Duane from Texas writes: It seems to me that you would prefer VY to be a failure to prove yourself right. Why is this? Do you just have a dislike for him or what? Now that the Titans have a serious weapon at RB and WR and a good TE. It just makes sense to let him have his shot as the starting QB with no excuses of not having offensive play makers around him, which he did not the first 2 years of his career. Oh in case you don't remember we made the playoffs in '07 with Vince starting. I was at the game in Houston when he won it with his legs on the 36 yard game winning run. It just seems strange that the other two big name QB's in the '06 draft (Cutler,Leinart) have yet to even reach the playoffs with MUCH better WR's than the Titans have. So will you PLEASE respond with why
you and other media mouths have such a liking of the other two and VY is chop liver as far as you all are concerned??

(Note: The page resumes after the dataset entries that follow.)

//! Enemy tactics
//!
//! The conditions and actions enemy decision trees are built from, plus
//! the default offensive and defensive trees.
//!
//! Conditions and actions are plain data. A [`TacticContext`] borrows the
//! enemy, the player and the world for one traversal and interprets them.

use crate::bullet::{Bullet, BulletKind};
use crate::config::{BulletConfig, EnemyConfig};
use crate::entity::Entity;
use crate::world::World;
use serde::{Deserialize, Serialize};
use vigil_ai::{flee, seek, BehaviorContext, DecisionTree, Result};
use vigil_core::Timer;
use vigil_math::Vec2;
use vigil_physics::{is_visible, HasBody};

/// Decision-node predicates
#[derive(Debug, Clone, Copy, PartialEq, Serialize, Deserialize)]
pub enum EnemyCondition {
    /// Player within `distance` of the enemy
    Proximity { distance: f32 },
    /// Player can see the enemy
    Visibility { view_distance: f32 },
}

/// Action-node effects
#[derive(Debug, Clone, PartialEq, Serialize, Deserialize)]
pub enum EnemyAction {
    /// Steer toward the player
    Seek { speed: f32 },
    /// Steer away from the player
    Flee { speed: f32 },
    /// Head for the waypoint nearest the player that has a view of them
    SeekVantage { view_distance: f32 },
    /// Head for the waypoint farthest from the player that is out of their sight
    SeekCover { view_distance: f32 },
    /// Fire at the player whenever the cooldown expires
    Shoot { cooldown: Timer },
}

impl EnemyAction {
    pub fn shoot(cooldown: f32) -> Self {
        Self::Shoot {
            cooldown: Timer::new(cooldown),
        }
    }
}

/// Decision tree over enemy tactics
pub type TacticTree = DecisionTree<EnemyCondition, EnemyAction>;

/// Everything a tactic can read or change during one traversal
pub struct TacticContext<'a> {
    pub enemy: &'a mut Entity,
    pub player: &'a Entity,
    pub world: &'a mut World,
    pub bullet: &'a BulletConfig,
    pub dt: f32,
}

impl TacticContext<'_> {
    fn steer_toward(&mut self, target: Vec2, speed: f32) {
        let body = &self.enemy.body;
        let acceleration = seek(target, body.position, body.velocity, speed);
        self.enemy.add_acceleration(acceleration);
    }

    fn player_visible_from(&self, point: Vec2, view_distance: f32) -> bool {
        is_visible(
            point,
            view_distance,
            self.player.body.position,
            self.player.radius(),
            &self.world.obstacles,
        )
    }

    fn fire_at_player(&mut self) {
        let origin = self.enemy.body.position;
        let direction = (self.player.body.position - origin).normalize();
        let spawn = origin + direction * (self.enemy.radius() + self.bullet.radius);
        let bullet = Bullet::fire(
            BulletKind::Enemy,
            self.bullet,
            spawn,
            direction * self.bullet.speed,
        );
        self.world.spawn_bullet(bullet);
    }
}

impl BehaviorContext for TacticContext<'_> {
    type Condition = EnemyCondition;
    type Action = EnemyAction;

    fn check(&mut self, condition: &EnemyCondition) -> bool {
        match *condition {
            EnemyCondition::Proximity { distance } => {
                (self.enemy.body.position - self.player.body.position).length_squared()
                    <= distance * distance
            }
            EnemyCondition::Visibility { view_distance } => is_visible(
                self.player.body.position,
                view_distance,
                self.enemy.body.position,
                self.enemy.radius(),
                &self.world.obstacles,
            ),
        }
    }

    fn perform(&mut self, action: &mut EnemyAction) {
        match action {
            EnemyAction::Seek { speed } => self.steer_toward(self.player.body.position, *speed),
            EnemyAction::Flee { speed } => {
                let body = &self.enemy.body;
                let acceleration =
                    flee(self.player.body.position, body.position, body.velocity, *speed);
                self.enemy.add_acceleration(acceleration);
            }
            EnemyAction::SeekVantage { view_distance } => {
                let vantage = self
                    .world
                    .waypoints_by_distance(self.player.body.position)
                    .into_iter()
                    .find(|&point| self.player_visible_from(point, *view_distance));
                if let Some(point) = vantage {
                    self.steer_toward(point, self.enemy.speed());
                }
            }
            EnemyAction::SeekCover { view_distance } => {
                let cover = self
                    .world
                    .waypoints_by_distance(self.player.body.position)
                    .into_iter()
                    .rev()
                    .find(|&point| !self.player_visible_from(point, *view_distance));
                if let Some(point) = cover {
                    self.steer_toward(point, self.enemy.speed());
                }
            }
            EnemyAction::Shoot { cooldown } => {
                cooldown.tick(self.dt);
                if cooldown.expired() {
                    cooldown.reset();
                    self.fire_at_player();
                }
            }
        }
    }
}

/// Default offensive tree
///
/// Too close: back off while firing. In sight: close in while firing.
/// Otherwise move to a waypoint with a view of the player.
pub fn offensive_tree(config: &EnemyConfig) -> Result<TacticTree> {
    let mut tree = TacticTree::new();
    let speed = config.speed;
    let view_distance = config.view_distance;

    let retreat_shot = tree.action(EnemyAction::shoot(config.shoot_cooldown), None);
    let retreat = tree.action(EnemyAction::Flee { speed }, Some(retreat_shot));

    let chase_shot = tree.action(EnemyAction::shoot(config.shoot_cooldown), None);
    let chase = tree.action(EnemyAction::Seek { speed }, Some(chase_shot));

    let reposition = tree.action(EnemyAction::SeekVantage { view_distance }, None);
    let in_sight = tree.decision(
        EnemyCondition::Visibility { view_distance },
        Some(chase),
        Some(reposition),
    );

    let too_close = tree.decision(
        EnemyCondition::Proximity {
            distance: config.proximity,
        },
        Some(retreat),
        Some(in_sight),
    );
    tree.set_root(too_close)?;
    Ok(tree)
}

/// Default defensive tree
///
/// Seen: break line of sight. Hidden: keep firing.
pub fn defensive_tree(config: &EnemyConfig) -> Result<TacticTree> {
    let mut tree = TacticTree::new();
    let view_distance = config.view_distance;

    let hide = tree.action(EnemyAction::SeekCover { view_distance }, None);
    let shoot = tree.action(EnemyAction::shoot(config.shoot_cooldown), None);
    let seen = tree.decision(
        EnemyCondition::Visibility { view_distance },
        Some(hide),
        Some(shoot),
    );
    tree.set_root(seen)?;
    Ok(tree)
}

Paul Kuharsky: I'm not rooting against him. But I'm not on his bandwagon by any means.
My opinions are formed based on what I see and hear. And from what I've seen and heard, the light has not come on for him, he doesn't get it. His comments, when he talks, are often nonsensical or untrue. He said "'I've never been hurt before," when he hurt his knee against the Jags. Well, he missed time the year before with a quad injury. Did he forget about that, or does he simply think we'll accept all his spoken words as fact because, as he reminds us every time he talks, he's just a humble guy?
Cutler is far better than Young at this point. Leinart amounts to the same wash, but it sure feels as if the Cards feel better about him than the Titans do about Young. I don't categorize this group of QBs as good with good receivers and these as good with bad receiver, etc. A guy is either good and progressing or he isn't. Jeff Fisher's Titans are never going to have two top flight WRs. Their QB is going to have to be successful in the current brand of framework.
Sure, VY's numbers and Kerry's numbers weren't vastly different. Collins did two things Young didn't -- he won the complete confidence of his teammates and coaches (I don't know how the media has had any bearing on that) and he rarely turned the ball over, a crucial thing in the way the Titans want to work.
I am surprised how many VY apologists remain. He's got a big chance to change some minds with his work and approach this offseason. I hope he surprises us all, but I don't expect he will. Sorry if you don't care for that opinion.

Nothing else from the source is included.